The Faculty vote left no doubt of the School's concern with the ghetto's agony. The decision to recruit minority group students showed a realistic appraisal of the way the Ed School can best meet the city's needs: producing trained minority group professionals who can lead their communities to independence and self-respect. In voting to pay for the education of the new students out of their own pockets, the Faculty made an extraordinary gesture, and underlined the urgency of the crisis.
As advocates of the recruiting plan argue, the Ed School also stands to gain from an influx of disadvantaged students. Minority group students bring with them a gut comprehension of the problems of their communities, and the Ed School cannot hope to function effectively in its urban training or research until it has the benefit of their perspective.

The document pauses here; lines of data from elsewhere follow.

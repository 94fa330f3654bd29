use std::path::PathBuf;

use anyhow::Result;
use clap::value_t_or_exit;
use flir_geotiff::{arg, args_parser, opt, Config, Parameters};

pub struct Args {
    pub inputs: Vec<PathBuf>,
    pub config: Config,
    pub params: Parameters,
    pub verbosity: u64,
}

impl Args {
    pub fn from_cmd_line() -> Result<Args> {
        let matches = args_parser!("flir2tif")
            .about("Convert raw FLIR frames to PNG previews and GeoTIFF temperature rasters.")
            .arg(opt!("config").short("c").help("JSON configuration file"))
            .arg(opt!("output").short("o").help("Root of the derived product tree"))
            .arg(opt!("catalog").help("Root of the local metadata catalog"))
            .arg(opt!("host").help("Catalog base URL used in resource links"))
            .arg(opt!("staging").help("Directory for per-input staging"))
            .arg(
                opt!("overwrite")
                    .takes_value(false)
                    .help("Regenerate outputs that already exist"),
            )
            .arg(
                opt!("no scale")
                    .takes_value(false)
                    .help("Write 16-bit previews of the raw counts"),
            )
            .arg(
                opt!("rulechecked")
                    .takes_value(false)
                    .help("Inputs were already vetted; skip the decision phase"),
            )
            .arg(
                opt!("verbose")
                    .short("v")
                    .takes_value(false)
                    .multiple(true)
                    .help("Increase log verbosity"),
            )
            .arg(
                arg!("inputs")
                    .required(true)
                    .multiple(true)
                    .help("JSON files with input records"),
            )
            .get_matches();

        let mut config = if matches.is_present("config") {
            Config::from_path(&value_t_or_exit!(matches, "config", PathBuf))?
        } else {
            Config::default()
        };
        if matches.is_present("output") {
            config.output_root = value_t_or_exit!(matches, "output", PathBuf);
        }
        if matches.is_present("catalog") {
            config.catalog_root = value_t_or_exit!(matches, "catalog", PathBuf);
        }
        if let Some(host) = matches.value_of("host") {
            config.host = host.into();
        }
        if matches.is_present("staging") {
            config.staging_root = Some(value_t_or_exit!(matches, "staging", PathBuf));
        }
        config.overwrite |= matches.is_present("overwrite");
        config.scale_values &= !matches.is_present("no scale");

        let inputs = matches
            .values_of("inputs")
            .unwrap()
            .map(|f| f.into())
            .collect();

        Ok(Args {
            inputs,
            config,
            params: Parameters {
                rulechecked: matches.is_present("rulechecked"),
            },
            verbosity: matches.occurrences_of("verbose"),
        })
    }
}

But 20 to 30 minority group students hardly fulfill the Ed School's responsibility to the ghetto, nor can they sufficiently sensitize a School of 800. Money problems may temporarily prevent the recruitment of more students, but the arguments of unrecognized competence and unique perspective--now used to justify seeking out students--apply at the Faculty level. Until the Ed School starts hiring black and Puerto Rican Faculty, it will not be meeting its obligation to the cities or to itself.
Besides the change in admissions policy, the Faculty voted a moratorium on classes as a first step in reforming its urban-related curricula. Curriculum reform is important: the Ed School has a responsibility to make sure it provides teachers with a good grasp of ghetto realities. But the Ed School could produce more as well as better teachers for ghetto classrooms by recruiting white students interested in urban teaching.
The School of Education has made a start, but no more. Reforms that looked drastic yesterday are inadequate today.